Screen Shot 2019-04-07 at 10.27.47 PM

As you can see, we have 85 observations of 10 variables. Here’s a detailed breakdown of each variable:

TV.Show-The name of the show
Genre-The genre of the show
Premiere.Year-The year the show premiered; for revivals like Roseanne, I used the original premiere year (1988) as opposed to the revival premiere year (2018)
X..of.seasons..17.18.-How many seasons the show had aired as of the end of the 2017-18 TV season
Network-The network (or streaming service) the show airs on
X2018.19.renewal.-Whether or not the show was renewed for the 2018-19 TV season; 1 denotes renewal and 0 denotes cancellation
Rating-The content rating for the show. Here’s a more detailed breakdown:
- 1 means TV-G
- 2 means TV-PG
- 3 means TV-14
- 4 means TV-MA
- 5 means not applicable
Usual.Day.of.Week-The usual day of the week the show airs its new episodes. Here’s a more detailed breakdown:
- 1 means the show airs on Mondays
- 2 means the show airs on Tuesdays
- 3 means the show airs on Wednesdays
- 4 means the show airs on Thursdays
- 5 means the show airs on Fridays
- 6 means the show airs on Saturdays
- 7 means the show airs on Sundays
- 8 means the show doesn’t have a regular air-day (usually applies to talk shows or shows on streaming services)
Medium-the type of network the show airs on. Here’s a more detailed breakdown:
- 1 means the show airs on either one of the big 4 broadcast networks (ABC, NBC, FOX or CBS) or the CW (which isn’t part of the big 4)
- 2 means the show airs on a cable channel (AMC, Bravo, etc.)
- 3 means the show airs on a streaming service (Hulu, Amazon Prime, etc.)
Episode Count-the new variable I added for this analysis; this variable shows how many episodes a show has had overall since the end of the 2017-18 TV season. For certain shows whose seasons cross the 17-18 and 18-19 seasons, I will count how many episodes each show has had as of September 24, 2018 (the beginning of the 2018-19 TV season)

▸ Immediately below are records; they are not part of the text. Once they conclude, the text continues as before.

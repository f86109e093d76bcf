//! Navigation guards and hooks.

use std::{
    fmt::{Debug, Formatter},
    future::Future,
    rc::Rc,
};

use futures_util::future::{ready, FutureExt, LocalBoxFuture};

use crate::{navigation::Location, route::Route, view::Instance};

/// A guard decides how a navigation continues.
///
/// It receives the route the navigation goes to and the route it comes from. It may take as long
/// as it wants, the navigation waits. If a newer navigation starts in the meantime, the decision
/// is ignored.
pub type Guard = Rc<dyn Fn(Route, Route) -> LocalBoxFuture<'static, Next>>;

/// A hook called after a navigation committed, with the new and the previous route.
pub type AfterHook = Rc<dyn Fn(&Route, &Route)>;

/// The decision of a [`Guard`].
pub enum Next {
    /// Continue with the next guard.
    Proceed,

    /// Stop the navigation. The router stays at the current route and restores the location.
    Abort,

    /// Stop the navigation and start a new one (a push) to the location.
    Redirect(Location),

    /// Continue, and once the navigation committed, call the closure with the live instance of
    /// the view the guard belongs to.
    ///
    /// Only meaningful for [view enter guards](crate::view::View::enter_guard), other guards
    /// treat it like [`Next::Proceed`].
    WithInstance(Box<dyn FnOnce(Instance)>),
}

impl Next {
    /// Redirect to `to`.
    pub fn redirect(to: impl Into<Location>) -> Self {
        Self::Redirect(to.into())
    }

    /// Continue and receive the live view instance later.
    pub fn with_instance(callback: impl FnOnce(Instance) + 'static) -> Self {
        Self::WithInstance(Box::new(callback))
    }
}

impl From<bool> for Next {
    /// `true` proceeds, `false` aborts.
    fn from(proceed: bool) -> Self {
        match proceed {
            true => Self::Proceed,
            false => Self::Abort,
        }
    }
}

impl Debug for Next {
    fn fmt(&self, f: &mut Formatter<'_>) -> std::fmt::Result {
        match self {
            Self::Proceed => f.write_str("Proceed"),
            Self::Abort => f.write_str("Abort"),
            Self::Redirect(to) => f.debug_tuple("Redirect").field(to).finish(),
            Self::WithInstance(_) => f.write_str("WithInstance"),
        }
    }
}

/// Create a [`Guard`] from an async closure.
///
/// ```rust
/// # use waymark_router::prelude::*;
/// let auth = guard(|to: Route, _from: Route| async move {
///     match to.meta().get("requires_auth") {
///         Some(serde_json::Value::Bool(true)) => Next::redirect("/login"),
///         _ => Next::Proceed,
///     }
/// });
/// # let _ = auth;
/// ```
pub fn guard<F, Fut>(guard: F) -> Guard
where
    F: Fn(Route, Route) -> Fut + 'static,
    Fut: Future<Output = Next> + 'static,
{
    Rc::new(move |to, from| guard(to, from).boxed_local())
}

/// Create a [`Guard`] that decides right away.
pub fn sync_guard(guard: impl Fn(&Route, &Route) -> Next + 'static) -> Guard {
    Rc::new(move |to, from| ready(guard(&to, &from)).boxed_local())
}

/// Create an [`AfterHook`].
pub fn after_hook(hook: impl Fn(&Route, &Route) + 'static) -> AfterHook {
    Rc::new(hook)
}
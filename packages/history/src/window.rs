use std::rc::Rc;

/// A failed call into the host's history API.
#[derive(Debug, Clone, PartialEq, Eq, thiserror::Error)]
pub enum WindowError {
    /// The host refuses to create more history entries (e.g. Safari's `pushState` limit).
    #[error("the history entry limit was reached")]
    QuotaExceeded,

    /// Any other rejection, carrying the host's description.
    #[error("the host rejected the call: {0}")]
    Host(String),
}

/// The parts of a browser window the browser-backed [`History`](crate::History) stores use.
///
/// Implementations should behave like the [Location API] and the [History API]. A `web-sys`
/// implementation is available with the `web` feature, a scriptable one with the `testing`
/// feature.
///
/// [Location API]: https://developer.mozilla.org/en-US/docs/Web/API/Location
/// [History API]: https://developer.mozilla.org/en-US/docs/Web/API/History_API
pub trait Window {
    /// The complete URL, like `location.href`.
    fn href(&self) -> String;

    /// The path, like `location.pathname`.
    fn pathname(&self) -> String;

    /// The query including its leading `?`, or an empty string.
    fn search(&self) -> String;

    /// The fragment including its leading `#`, or an empty string.
    fn hash(&self) -> String;

    /// The `href` of the document's `<base>` element, if there is one.
    fn base_href(&self) -> Option<String> {
        None
    }

    /// Whether `pushState` and `replaceState` are available.
    fn supports_history(&self) -> bool;

    /// Add a history entry for `url`, attaching `key` as opaque state.
    fn push_state(&self, key: &str, url: &str) -> Result<(), WindowError>;

    /// Overwrite the current history entry with `url`, attaching `key` as opaque state.
    fn replace_state(&self, key: &str, url: &str) -> Result<(), WindowError>;

    /// The key attached to the current history entry, if any.
    fn state_key(&self) -> Option<String>;

    /// Navigate to `url` with a full page load, like `location.assign`.
    fn assign(&self, url: &str);

    /// Replace the current page with `url`, like `location.replace`.
    fn replace(&self, url: &str);

    /// Set the fragment, like assigning `location.hash`. Creates a history entry.
    fn set_hash(&self, hash: &str);

    /// Step through the session history, like `history.go`.
    fn go(&self, delta: isize);

    /// A millisecond clock, like `Date.now`.
    fn now(&self) -> f64;

    /// Call `callback` whenever a `popstate` event fires.
    fn on_pop_state(&self, callback: Rc<dyn Fn()>);

    /// Call `callback` whenever a `hashchange` event fires.
    fn on_hash_change(&self, callback: Rc<dyn Fn()>);
}

/// Get the location of `window` relative to `base`, including query and fragment.
///
/// ```rust
/// # use waymark_history::{location_of, FakeWindow};
/// let window = FakeWindow::new("/app/users?page=2#top");
/// assert_eq!(location_of(&*window, "/app"), "/users?page=2#top");
/// assert_eq!(location_of(&*window, ""), "/app/users?page=2#top");
/// ```
#[must_use]
pub fn location_of(window: &dyn Window, base: &str) -> String {
    let pathname = window.pathname();
    // only whole segments: "/app" is no prefix of "/application"
    let mut path = match pathname.strip_prefix(base) {
        Some(rest) if !base.is_empty() && (rest.is_empty() || rest.starts_with('/')) => {
            rest.to_string()
        }
        _ => pathname,
    };
    if path.is_empty() {
        path.push('/');
    }
    path + &window.search() + &window.hash()
}

#[cfg(test)]
mod tests {
    use super::*;
    use crate::FakeWindow;
    use pretty_assertions::assert_eq;

    #[test]
    fn base_is_stripped_by_whole_segments() {
        assert_eq!(location_of(&*FakeWindow::new("/app"), "/app"), "/");
        assert_eq!(location_of(&*FakeWindow::new("/app/x?q=1"), "/app"), "/x?q=1");
        assert_eq!(
            location_of(&*FakeWindow::new("/application/x"), "/app"),
            "/application/x"
        );
    }
}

Now that we’ve learned more about our variables, let’s start our analysis. But first, I convert the final four variables into factors, since I think it’ll be more appropriate for the analysis:

Screen Shot 2019-04-07 at 10.28.52 PM

Ok, now onto the analysis. I’ll start with k-means:

Screen Shot 2019-04-08 at 3.18.33 PM

Here, I created a data subset using our third and tenth columns (Premiere.Year and Episode.Count respectively) and displayed the head (the first six observations) of my cluster.

Now let’s do some k-means clustering:

Screen Shot 2019-04-08 at 3.26.48 PM

I created the variable tvCluster to store my k-means model using the name of my data subset-cluster1-the number of clusters I wanted to include (4) and nstart, which tells the models to start with 35 random points then select the one with the lowest variation.

I then type in tvCluster to get a better idea of what my cluster looks like. The first thing I see is “K-means clustering with (X) clusters of sizes”, before mentioning the amount of observations in each cluster (which are 17, 64, 1 and 3, respectively). In total, all 85 observations were used since I didn’t have any missing data points.

The next thing that is mentioned is cluster means, which gives the mean for each variable used in the clustering analysis (in this case, Episode.Count and Premiere.Year). Interestingly enough, Cluster 2 has the highest mean Premiere.Year (2015) but the lowest mean Episode.Count (49. rounded to the nearest whole number).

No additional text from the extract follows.